Overweight (body mass index [BMI] greater then 30) was another independent risk factor for OAB symptoms. This is consistent with other studies, who found the same relationship [1519]. The study of Cheung found a similar OR for overweight [15], where the study of Lawrence found a higher OR (2.73) [18]. On the other hand, Choo et al. [16] found that BMI was only a predictor for OAB dry (urgency with or without frequency or nocturia), but not for OAB wet (urgency with urge incontinence, with or without frequency or nocturia).
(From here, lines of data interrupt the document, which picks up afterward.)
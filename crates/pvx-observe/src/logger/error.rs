use thiserror::Error;

#[derive(Debug, Error)]
pub enum LoggerError {
    #[error("invalid log format '{0}' (expected text, json or journald)")]
    InvalidFormat(String),

    #[error("invalid log level: {0}")]
    InvalidLevel(String),

    #[error("journald output is only available on linux")]
    JournaldNotSupported,

    #[error("journald init failed: {0}")]
    JournaldInitFailed(String),

    #[error("a global logger is already installed")]
    AlreadyInitialized,
}

pub type LoggerResult<T> = Result<T, LoggerError>;
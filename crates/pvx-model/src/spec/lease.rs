use serde::{Deserialize, Serialize};

use crate::{ContainerId, LEASE_KEY_PREFIX, ProxyEndpoint};

/// Exclusive claim on one proxy container.
///
/// The claim itself lives in the lease store under [`ProxyLease::lock_key`];
/// this value only carries what was copied out of the proxy record when the claim succeeded.
#[derive(Clone, Debug, PartialEq, Eq, Serialize, Deserialize)]
#[serde(rename_all = "camelCase")]
pub struct ProxyLease {
    pub container_id: ContainerId,
    pub lock_key: String,
    pub endpoint: ProxyEndpoint,
}

impl ProxyLease {
    pub fn new(container_id: impl Into<ContainerId>, endpoint: ProxyEndpoint) -> Self {
        let container_id = container_id.into();
        Self {
            lock_key: Self::key_for(&container_id),
            container_id,
            endpoint,
        }
    }

    /// Lease store key guarding the given proxy container.
    pub fn key_for(container_id: &str) -> String {
        format!("{LEASE_KEY_PREFIX}{container_id}")
    }
}
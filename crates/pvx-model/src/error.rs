use thiserror::Error;

#[derive(Debug, Clone, PartialEq, Eq, Error)]
pub enum ModelError {
    #[error("invalid target type: {0} (expected: hotel|resto|airline)")]
    InvalidTargetType(String),

    #[error("invalid container role: {0} (expected: worker|proxy)")]
    InvalidRole(String),

    #[error("invalid port in label '{label}': {value}")]
    InvalidPort { label: &'static str, value: String },
}

pub type ModelResult<T> = Result<T, ModelError>;
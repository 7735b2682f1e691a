//! Abstract interfaces for courtbook components.
//!
//! These traits define the contracts for:
//! - Booking storage (authoritative lifecycle state)
//! - Ledger recording (append-only money movement)
//! - Payment capture (external gateway)
//! - Status delivery (presence push channel)
//!
//! Each interface file carries its own error enum and `Result` alias.
//! Services depend on these traits as `Arc<dyn …>`, never on concrete
//! implementations.

pub mod booking_store;
pub mod ledger_recorder;
pub mod payment_gateway;
pub mod status_sink;

pub use booking_store::{BookingStore, StoreError, TransitionFields};
pub use ledger_recorder::{LedgerError, LedgerRecorder};
pub use payment_gateway::{CaptureError, CaptureReceipt, PaymentGateway};
pub use status_sink::{SinkError, StatusChange, StatusSink};
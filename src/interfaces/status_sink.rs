//! Push channel for presence status-change events.

use async_trait::async_trait;
use chrono::{DateTime, Utc};
use serde::Serialize;
use uuid::Uuid;

use crate::domain::presence::PresenceStatus;

/// Result type for sink operations.
pub type Result<T> = std::result::Result<T, SinkError>;

/// Errors that can occur delivering a status change.
#[derive(Debug, thiserror::Error)]
pub enum SinkError {
    #[error("delivery failed: {0}")]
    Delivery(String),
}

/// A presence status change observed between scheduler ticks.
#[derive(Clone, Debug, Serialize)]
#[serde(rename_all = "camelCase")]
pub struct StatusChange {
    pub booking_id: Uuid,
    #[serde(skip_serializing_if = "Option::is_none")]
    pub previous: Option<PresenceStatus>,
    pub current: PresenceStatus,
    pub at: DateTime<Utc>,
}

/// Interface to the status renderer / push channel.
///
/// Delivery is best-effort: a failed emission is logged and dropped; the
/// next scheduler tick self-corrects.
///
/// Implementations:
/// - `RecordingStatusSink` (test_utils)
#[async_trait]
pub trait StatusSink: Send + Sync {
    /// Deliver one status change.
    async fn notify(&self, change: StatusChange) -> Result<()>;
}
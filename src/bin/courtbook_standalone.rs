//! courtbook-standalone: all-in-one demo host
//!
//! Runs the whole core in a single process against in-memory storage and
//! a mock payment gateway: seeds a few bookings, starts the presence
//! scheduler, settles one booking through a scanned QR payload, records
//! an external withdrawal, and prints the derived wallet balance.

use std::sync::Arc;

use async_trait::async_trait;
use chrono::{Duration, Utc};
use rust_decimal::Decimal;
use tokio::sync::watch;
use tracing::info;

use courtbook::config::Config;
use courtbook::domain::booking::{Booking, BookingStatus};
use courtbook::domain::ledger::{NewTransaction, TransactionType};
use courtbook::domain::qr::CheckinPayload;
use courtbook::interfaces::booking_store::{BookingStore, TransitionFields};
use courtbook::interfaces::ledger_recorder::LedgerRecorder;
use courtbook::interfaces::status_sink::{Result as SinkResult, StatusChange, StatusSink};
use courtbook::services::{PresenceScheduler, SettlementRequest, SettlementService};
use courtbook::storage::memory::{InMemoryBookingStore, InMemoryLedger};
use courtbook::test_utils::MockPaymentGateway;
use courtbook::utils::bootstrap::init_tracing;

/// Sink that renders status changes to the log.
struct LoggingSink;

#[async_trait]
impl StatusSink for LoggingSink {
    async fn notify(&self, change: StatusChange) -> SinkResult<()> {
        info!(
            booking_id = %change.booking_id,
            previous = ?change.previous,
            current = %change.current,
            "Presence update"
        );
        Ok(())
    }
}

#[tokio::main]
async fn main() -> Result<(), Box<dyn std::error::Error>> {
    init_tracing();

    let config = Config::load()?;

    let store = Arc::new(InMemoryBookingStore::new());
    let ledger = Arc::new(InMemoryLedger::new());
    let gateway = Arc::new(MockPaymentGateway::new());

    // Seed: one lesson starting shortly, one later today.
    let soon = seed_confirmed(&store, Utc::now() + Duration::minutes(2), "45.00").await?;
    seed_confirmed(&store, Utc::now() + Duration::hours(3), "60.00").await?;

    // Presence scheduler with a logging sink.
    let scheduler = Arc::new(PresenceScheduler::new(
        store.clone(),
        Arc::new(LoggingSink),
        config.scheduler.clone(),
    ));
    let (shutdown_tx, shutdown_rx) = watch::channel(false);
    let scheduler_task = {
        let scheduler = scheduler.clone();
        tokio::spawn(async move { scheduler.run(shutdown_rx).await })
    };

    // Settle the imminent lesson with a freshly issued QR payload.
    let settlement = SettlementService::new(
        store.clone(),
        ledger.clone(),
        gateway,
        config.fees.clone(),
        config.settlement.clone(),
    );
    let response = settlement
        .validate(SettlementRequest {
            booking_id: soon.id,
            qr_code_data: CheckinPayload::new(soon.id, Utc::now()).encode(),
            scanned_by: "standalone-demo".to_string(),
        })
        .await?;

    println!("{}", serde_json::to_string_pretty(&response)?);

    // An external payout process appends withdrawals through the same
    // ledger contract.
    ledger
        .record(NewTransaction {
            owner_id: soon.instructor_id,
            tx_type: TransactionType::Withdrawal,
            amount: Decimal::new(2000, 2),
            reference: Some("payout-batch-demo".to_string()),
            booking_ref: None,
        })
        .await?;

    let balance = ledger.balance_of(soon.instructor_id).await?;
    info!(instructor_id = %soon.instructor_id, balance = %balance, "Derived wallet balance");

    shutdown_tx.send(true)?;
    scheduler_task.await?;

    Ok(())
}

async fn seed_confirmed(
    store: &InMemoryBookingStore,
    scheduled_start: chrono::DateTime<Utc>,
    amount: &str,
) -> Result<Booking, Box<dyn std::error::Error>> {
    let booking = Booking::new(
        uuid::Uuid::new_v4(),
        uuid::Uuid::new_v4(),
        uuid::Uuid::new_v4(),
        scheduled_start,
        amount.parse()?,
    );
    let id = store.create(booking).await?;
    let confirmed = store
        .transition(id, BookingStatus::Confirmed, TransitionFields::default())
        .await?;
    Ok(confirmed)
}
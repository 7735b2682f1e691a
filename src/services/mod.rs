//! Service implementations: settlement orchestration and the presence
//! scheduler.

pub mod presence_scheduler;
pub mod settlement;

pub use presence_scheduler::PresenceScheduler;
pub use settlement::{
    PaymentSummary, SettlementError, SettlementRequest, SettlementResponse, SettlementService,
    StateError, ValidationError,
};
//! Configuration for the booking and settlement core.
//!
//! Supports YAML file and environment variable overrides.

use std::path::Path;
use std::time::Duration;

use rust_decimal::Decimal;
use serde::Deserialize;

/// Core configuration.
#[derive(Debug, Clone, Default, Deserialize)]
#[serde(default)]
pub struct Config {
    /// Platform fee configuration.
    pub fees: FeeConfig,
    /// Settlement (scan, capture, retry) configuration.
    pub settlement: SettlementConfig,
    /// Presence scheduler configuration.
    pub scheduler: SchedulerConfig,
}

/// Platform fee configuration.
#[derive(Debug, Clone, Deserialize)]
#[serde(default)]
pub struct FeeConfig {
    /// Platform fee rate in `[0, 1]`.
    pub platform_rate: Decimal,
}

impl Default for FeeConfig {
    fn default() -> Self {
        Self {
            // 10%
            platform_rate: Decimal::new(10, 2),
        }
    }
}

/// Settlement configuration.
#[derive(Debug, Clone, Deserialize)]
#[serde(default)]
pub struct SettlementConfig {
    /// Minutes before the scheduled start a scan is accepted.
    pub scan_early_grace_minutes: i64,
    /// Minutes after the scheduled start a scan is accepted.
    pub scan_late_grace_minutes: i64,
    /// Maximum age of a QR payload before it is rejected as a replay.
    pub qr_max_age_minutes: i64,
    /// Per-attempt timeout for a payment-capture call.
    pub capture_timeout_secs: u64,
    /// Maximum capture attempts before surfacing failure.
    pub capture_max_attempts: usize,
    /// Minimum backoff delay between capture attempts.
    pub capture_min_delay_ms: u64,
    /// Maximum backoff delay between capture attempts.
    pub capture_max_delay_ms: u64,
}

impl Default for SettlementConfig {
    fn default() -> Self {
        Self {
            scan_early_grace_minutes: 15,
            scan_late_grace_minutes: 120,
            qr_max_age_minutes: 15,
            capture_timeout_secs: 10,
            capture_max_attempts: 3,
            capture_min_delay_ms: 100,
            capture_max_delay_ms: 2000,
        }
    }
}

impl SettlementConfig {
    /// Scan acceptance before the scheduled start.
    pub fn early_grace(&self) -> chrono::Duration {
        chrono::Duration::minutes(self.scan_early_grace_minutes)
    }

    /// Scan acceptance after the scheduled start.
    pub fn late_grace(&self) -> chrono::Duration {
        chrono::Duration::minutes(self.scan_late_grace_minutes)
    }

    /// QR freshness window.
    pub fn qr_max_age(&self) -> chrono::Duration {
        chrono::Duration::minutes(self.qr_max_age_minutes)
    }

    /// Per-attempt capture timeout.
    pub fn capture_timeout(&self) -> Duration {
        Duration::from_secs(self.capture_timeout_secs)
    }
}

/// Presence scheduler configuration.
#[derive(Debug, Clone, Deserialize)]
#[serde(default)]
pub struct SchedulerConfig {
    /// How often the sweep runs.
    pub tick_interval_secs: u64,
    /// Minutes before the scheduled start a booking shows as "starting".
    pub starting_lead_minutes: i64,
}

impl Default for SchedulerConfig {
    fn default() -> Self {
        Self {
            tick_interval_secs: 30,
            starting_lead_minutes: 5,
        }
    }
}

impl SchedulerConfig {
    /// Sweep interval.
    pub fn tick_interval(&self) -> Duration {
        Duration::from_secs(self.tick_interval_secs)
    }

    /// Lead window for the "starting" status.
    pub fn starting_lead(&self) -> chrono::Duration {
        chrono::Duration::minutes(self.starting_lead_minutes)
    }
}

impl Config {
    /// Load configuration from file and environment.
    ///
    /// Priority (highest to lowest):
    /// 1. Environment variables
    /// 2. Config file
    /// 3. Defaults
    pub fn load() -> Result<Self, ConfigError> {
        // Try to load from file
        let config_path =
            std::env::var("COURTBOOK_CONFIG").unwrap_or_else(|_| "config.yaml".to_string());

        let mut config = if Path::new(&config_path).exists() {
            Self::from_file(&config_path)?
        } else {
            Self::default()
        };

        // Override with environment variables
        config.apply_env_overrides();

        Ok(config)
    }

    /// Load configuration from a YAML file.
    pub fn from_file(path: &str) -> Result<Self, ConfigError> {
        let content = std::fs::read_to_string(path)
            .map_err(|e| ConfigError::FileRead(path.to_string(), e.to_string()))?;

        serde_yaml::from_str(&content).map_err(|e| ConfigError::Parse(e.to_string()))
    }

    /// Apply environment variable overrides.
    fn apply_env_overrides(&mut self) {
        if let Ok(rate) = std::env::var("COURTBOOK_PLATFORM_RATE") {
            if let Ok(r) = rate.parse() {
                self.fees.platform_rate = r;
            }
        }

        if let Ok(interval) = std::env::var("COURTBOOK_TICK_INTERVAL_SECS") {
            if let Ok(i) = interval.parse() {
                self.scheduler.tick_interval_secs = i;
            }
        }
    }
}

/// Configuration errors.
#[derive(Debug, thiserror::Error)]
pub enum ConfigError {
    #[error("Failed to read config file '{0}': {1}")]
    FileRead(String, String),

    #[error("Failed to parse config: {0}")]
    Parse(String),
}
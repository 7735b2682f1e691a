//! Retry utilities: backoff builders and retryable error classification.
//!
//! Uses `backon` for exponential backoff with jitter. Provides the
//! standard backoff configuration for payment-capture attempts.

use std::time::Duration;

use backon::ExponentialBuilder;

use crate::config::SettlementConfig;
use crate::interfaces::payment_gateway::CaptureError;

/// Backoff for payment-capture retries, built from configuration.
///
/// Defaults (see [`SettlementConfig`]):
/// - Min delay: 100ms
/// - Max delay: 2s
/// - Max attempts: 3
/// - Jitter enabled
pub fn capture_backoff(config: &SettlementConfig) -> ExponentialBuilder {
    ExponentialBuilder::default()
        .with_min_delay(Duration::from_millis(config.capture_min_delay_ms))
        .with_max_delay(Duration::from_millis(config.capture_max_delay_ms))
        .with_max_times(config.capture_max_attempts)
        .with_jitter()
}

/// Determines if a capture error is retryable.
///
/// Retryable:
/// - `Retryable`: timeouts and server errors; another attempt may succeed
///
/// Non-retryable:
/// - `Terminal`: declined or invalid instrument. These will never succeed
///   on retry and are surfaced to the caller with the booking left
///   `confirmed` for a later fresh scan.
pub fn is_retryable(err: &CaptureError) -> bool {
    matches!(err, CaptureError::Retryable(_))
}
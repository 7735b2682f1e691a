//! Wallet transaction records: immutable entries in the money-movement log.

use chrono::{DateTime, Utc};
use rust_decimal::Decimal;
use serde::{Deserialize, Serialize};
use uuid::Uuid;

/// Kind of money movement. Amounts are stored positive; the sign a
/// transaction contributes to a balance is implied by its type.
#[derive(Clone, Copy, Debug, PartialEq, Eq, Serialize, Deserialize)]
#[serde(rename_all = "camelCase")]
pub enum TransactionType {
    Earning,
    Withdrawal,
    Refund,
}

impl TransactionType {
    /// Sign the given positive amount contributes to a wallet balance.
    pub fn signed(&self, amount: Decimal) -> Decimal {
        match self {
            Self::Earning | Self::Refund => amount,
            Self::Withdrawal => -amount,
        }
    }
}

impl std::fmt::Display for TransactionType {
    fn fmt(&self, f: &mut std::fmt::Formatter<'_>) -> std::fmt::Result {
        match self {
            Self::Earning => write!(f, "earning"),
            Self::Withdrawal => write!(f, "withdrawal"),
            Self::Refund => write!(f, "refund"),
        }
    }
}

/// An immutable record of money movement. Created once, never mutated
/// or deleted.
#[derive(Clone, Debug, Serialize, Deserialize)]
#[serde(rename_all = "camelCase")]
pub struct WalletTransaction {
    pub id: Uuid,
    /// Wallet owner (the instructor, for earnings).
    pub owner_id: Uuid,
    pub tx_type: TransactionType,
    /// Always positive; sign implied by `tx_type`.
    pub amount: Decimal,
    pub date: DateTime<Utc>,
    #[serde(skip_serializing_if = "Option::is_none")]
    pub reference: Option<String>,
    #[serde(skip_serializing_if = "Option::is_none")]
    pub booking_ref: Option<Uuid>,
}

/// Input shape for appending a transaction; id and date are assigned by
/// the recorder.
#[derive(Clone, Debug)]
pub struct NewTransaction {
    pub owner_id: Uuid,
    pub tx_type: TransactionType,
    pub amount: Decimal,
    pub reference: Option<String>,
    pub booking_ref: Option<Uuid>,
}
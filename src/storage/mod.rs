//! Storage implementations.
//!
//! Durable backing is an external collaborator; the shipped
//! implementations keep authoritative state in process memory behind the
//! storage interfaces.

pub mod memory;

pub use memory::{InMemoryBookingStore, InMemoryLedger};
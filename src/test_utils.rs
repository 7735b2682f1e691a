//! Test utilities and mock implementations.
//!
//! This module provides mock implementations of the external collaborator
//! traits for testing without a real gateway or push channel, plus a few
//! booking fixtures.

use std::sync::atomic::{AtomicUsize, Ordering};

use async_trait::async_trait;
use chrono::{DateTime, Utc};
use rust_decimal::Decimal;
use tokio::sync::RwLock;
use uuid::Uuid;

use crate::domain::booking::{Booking, BookingStatus};
use crate::interfaces::payment_gateway::{CaptureError, CaptureReceipt, PaymentGateway};
use crate::interfaces::status_sink::{Result as SinkResult, SinkError, StatusChange, StatusSink};

/// Mock payment gateway with scripted failures and a capture counter.
#[derive(Default)]
pub struct MockPaymentGateway {
    capture_calls: AtomicUsize,
    /// Remaining attempts that fail with a retryable error.
    retryable_failures: AtomicUsize,
    /// When set, every attempt fails terminally.
    terminal: RwLock<bool>,
}

impl MockPaymentGateway {
    /// Gateway that succeeds on every capture.
    pub fn new() -> Self {
        Self::default()
    }

    /// Gateway that fails the first `n` attempts with a retryable error,
    /// then succeeds.
    pub fn with_retryable_failures(n: usize) -> Self {
        let gateway = Self::default();
        gateway.retryable_failures.store(n, Ordering::SeqCst);
        gateway
    }

    /// Gateway that declines every capture.
    pub fn terminal_failure() -> Self {
        Self {
            terminal: RwLock::new(true),
            ..Self::default()
        }
    }

    /// Switch terminal failures on or off.
    pub async fn set_terminal(&self, fail: bool) {
        *self.terminal.write().await = fail;
    }

    /// Number of capture attempts observed.
    pub fn capture_count(&self) -> usize {
        self.capture_calls.load(Ordering::SeqCst)
    }
}

#[async_trait]
impl PaymentGateway for MockPaymentGateway {
    async fn capture(
        &self,
        booking_id: Uuid,
        _amount: Decimal,
    ) -> std::result::Result<CaptureReceipt, CaptureError> {
        self.capture_calls.fetch_add(1, Ordering::SeqCst);

        if *self.terminal.read().await {
            return Err(CaptureError::Terminal("card declined".to_string()));
        }

        let remaining = self.retryable_failures.load(Ordering::SeqCst);
        if remaining > 0 {
            self.retryable_failures.store(remaining - 1, Ordering::SeqCst);
            return Err(CaptureError::Retryable("gateway timeout".to_string()));
        }

        Ok(CaptureReceipt {
            payment_intent_id: format!("pi_{}", booking_id.simple()),
            transfer_id: Some(format!("tr_{}", booking_id.simple())),
        })
    }
}

/// Status sink that records every delivered change.
#[derive(Default)]
pub struct RecordingStatusSink {
    changes: RwLock<Vec<StatusChange>>,
    fail: RwLock<bool>,
}

impl RecordingStatusSink {
    pub fn new() -> Self {
        Self::default()
    }

    pub async fn set_fail(&self, fail: bool) {
        *self.fail.write().await = fail;
    }

    /// Drain the recorded changes.
    pub async fn take(&self) -> Vec<StatusChange> {
        std::mem::take(&mut *self.changes.write().await)
    }
}

#[async_trait]
impl StatusSink for RecordingStatusSink {
    async fn notify(&self, change: StatusChange) -> SinkResult<()> {
        if *self.fail.read().await {
            return Err(SinkError::Delivery("mock delivery failure".to_string()));
        }
        self.changes.write().await.push(change);
        Ok(())
    }
}

/// A confirmed booking with authorized funds, ready to settle.
pub fn confirmed_booking(total_amount: Decimal, scheduled_start: DateTime<Utc>) -> Booking {
    let mut booking = Booking::new(
        Uuid::new_v4(),
        Uuid::new_v4(),
        Uuid::new_v4(),
        scheduled_start,
        total_amount,
    );
    booking.status = BookingStatus::Confirmed;
    booking
}
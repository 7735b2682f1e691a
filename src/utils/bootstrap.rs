//! Bootstrap utilities for courtbook binaries.
//!
//! Shared initialization code for anything that hosts the core.

use tracing_subscriber::{layer::SubscriberExt, util::SubscriberInitExt};

/// Initialize tracing with the COURTBOOK_LOG environment variable.
///
/// Defaults to "info" level if COURTBOOK_LOG is not set.
pub fn init_tracing() {
    tracing_subscriber::registry()
        .with(
            tracing_subscriber::EnvFilter::try_from_env("COURTBOOK_LOG")
                .unwrap_or_else(|_| tracing_subscriber::EnvFilter::new("info")),
        )
        .with(tracing_subscriber::fmt::layer())
        .init();
}
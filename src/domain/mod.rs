//! Domain types: bookings, fee splits, wallet transactions, presence,
//! QR payloads.

pub mod booking;
pub mod fees;
pub mod ledger;
pub mod presence;
pub mod qr;

pub use booking::{Booking, BookingStatus, PaymentStatus};
pub use fees::{FeeBreakdown, FeeCalculator};
pub use ledger::{NewTransaction, TransactionType, WalletTransaction};
pub use presence::PresenceStatus;
pub use qr::CheckinPayload;
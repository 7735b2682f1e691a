//! External payment-capture collaborator interface.

use async_trait::async_trait;
use rust_decimal::Decimal;
use uuid::Uuid;

/// Errors from a capture attempt.
///
/// The split drives retry policy: `Retryable` failures (timeouts, server
/// errors) are retried with bounded backoff; `Terminal` failures
/// (declined, invalid instrument) are surfaced immediately.
#[derive(Debug, thiserror::Error)]
pub enum CaptureError {
    #[error("retryable capture failure: {0}")]
    Retryable(String),

    #[error("terminal capture failure: {0}")]
    Terminal(String),
}

/// Proof of a successful capture.
#[derive(Clone, Debug)]
pub struct CaptureReceipt {
    pub payment_intent_id: String,
    /// Transfer to the instructor's connected account, when the gateway
    /// splits at capture time.
    pub transfer_id: Option<String>,
}

/// Interface to the payment gateway.
///
/// Implementations:
/// - `MockPaymentGateway` (test_utils): scripted failures and counters
#[async_trait]
pub trait PaymentGateway: Send + Sync {
    /// Capture the authorized funds for a booking.
    async fn capture(
        &self,
        booking_id: Uuid,
        amount: Decimal,
    ) -> std::result::Result<CaptureReceipt, CaptureError>;
}
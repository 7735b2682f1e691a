//! Self-check-in QR payload.
//!
//! The payload is a JSON object carrying a type discriminator, the booking
//! it was generated for, and a generation timestamp. Scanners must check
//! the discriminator before trusting the payload, and reject payloads
//! outside the configured freshness window so an old QR cannot be
//! replayed.

use chrono::{DateTime, Duration, Utc};
use serde::{Deserialize, Serialize};
use uuid::Uuid;

/// Type discriminator expected in check-in payloads.
pub const CHECKIN_TYPE: &str = "lesson_checkin";

/// Allowance for scanner/issuer clock skew on future-dated payloads.
fn max_clock_skew() -> Duration {
    Duration::seconds(60)
}

/// Result type for payload parsing.
pub type Result<T> = std::result::Result<T, QrError>;

/// Reasons a QR payload is rejected.
#[derive(Debug, thiserror::Error)]
pub enum QrError {
    #[error("malformed payload: {0}")]
    Malformed(#[from] serde_json::Error),

    #[error("unexpected payload type '{0}'")]
    WrongType(String),

    #[error("payload is for booking {found}, scanned against {expected}")]
    BookingMismatch { expected: Uuid, found: Uuid },

    #[error("payload issued {age_minutes}min ago, older than the {max_minutes}min freshness window")]
    Stale { age_minutes: i64, max_minutes: i64 },

    #[error("payload issued in the future")]
    FutureDated,
}

/// JSON body of a check-in QR code.
#[derive(Clone, Debug, Serialize, Deserialize)]
#[serde(rename_all = "camelCase")]
pub struct CheckinPayload {
    #[serde(rename = "type")]
    pub kind: String,
    pub booking_id: Uuid,
    pub issued_at: DateTime<Utc>,
}

impl CheckinPayload {
    /// Issue a fresh payload for a booking.
    pub fn new(booking_id: Uuid, issued_at: DateTime<Utc>) -> Self {
        Self {
            kind: CHECKIN_TYPE.to_string(),
            booking_id,
            issued_at,
        }
    }

    /// Serialize to the JSON carried in the QR code.
    pub fn encode(&self) -> String {
        // Serialization of a plain struct cannot fail.
        serde_json::to_string(self).unwrap_or_default()
    }

    /// Parse and validate raw QR data scanned against a booking.
    ///
    /// Checks, in order: JSON shape, type discriminator, booking match,
    /// freshness (no older than `max_age`, no further in the future than
    /// the clock-skew allowance). Any failure means the scan is rejected
    /// with no state change.
    pub fn parse(
        raw: &str,
        expected_booking: Uuid,
        max_age: Duration,
        now: DateTime<Utc>,
    ) -> Result<Self> {
        let payload: CheckinPayload = serde_json::from_str(raw)?;

        if payload.kind != CHECKIN_TYPE {
            return Err(QrError::WrongType(payload.kind));
        }
        if payload.booking_id != expected_booking {
            return Err(QrError::BookingMismatch {
                expected: expected_booking,
                found: payload.booking_id,
            });
        }

        let age = now - payload.issued_at;
        if age > max_age {
            return Err(QrError::Stale {
                age_minutes: age.num_minutes(),
                max_minutes: max_age.num_minutes(),
            });
        }
        if payload.issued_at > now + max_clock_skew() {
            return Err(QrError::FutureDated);
        }

        Ok(payload)
    }
}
Another factor for achieving urgency was smoking. Other studies are not conclusive about the role of smoking in OAB [17, 20, 21]. The study of Bradley et al. [20] found no relation between current smoking and urinary symptoms, while a large cross-sectional study showed that current and former smoking was associated with urgency [21]. One study found that current smokers were 1.44 time more likely to develop OAB, and the increased risk for former smokers was nearly significant [17]. The induction of OAB in smoking could be related to an anti-oestrogenic hormonal effect on the bladder and uretra [22] and a nicotine induced phasic contraction of the detrusor muscle [23].

Postmenopausal status was a risk factor for the symptom frequency in our study. This is consistent with another study which found postmenopausal status to be a predictor for OAB symptoms [24]. This can be explained because oestrogen has an important role in the urogenital tract through oestrogen receptors in urethra, bladder and pelvic floor [25], where deficiency causes atrophic changes [26], which is associated with OAB symptoms. Reversal of the atrophy by oestrogen treatment can have a positive influence on OAB symptoms [27].

Surprisingly, we found previous prolapse surgery to be a predictor for the symptom urgency, this in contrast to practically all studies that showed an improvement of OAB symptoms after prolapse surgery [5]. A possible explanation for this finding is that women after prolapse surgery achieved de novo urgency, as was found in 5% of the patients in one study [28].

Strengths and weaknesses

The strong point about this study is that it is a large cross-sectional study in a homogenic female population, which made multivariate analysis possible; as a result, however, genetic and racial factors could not be included, which is also an inherent weakness of the design.

Another weakness of this study is that not all factors of influence on OAB are included, such as food and beverages (coffee and alcoholic consumption) and the use of OAB therapies (bladder training and pharmacotherapy).

Conclusion

In this study, we found a prevalence of urgency of 34%, as the core symptom of the OAB spectrum, and of any OAB symptoms of 49%. POP symptoms are an independent risk factor for OAB symptoms. Other risk factors are continence surgery in the past, age above 75, overweight and smoking.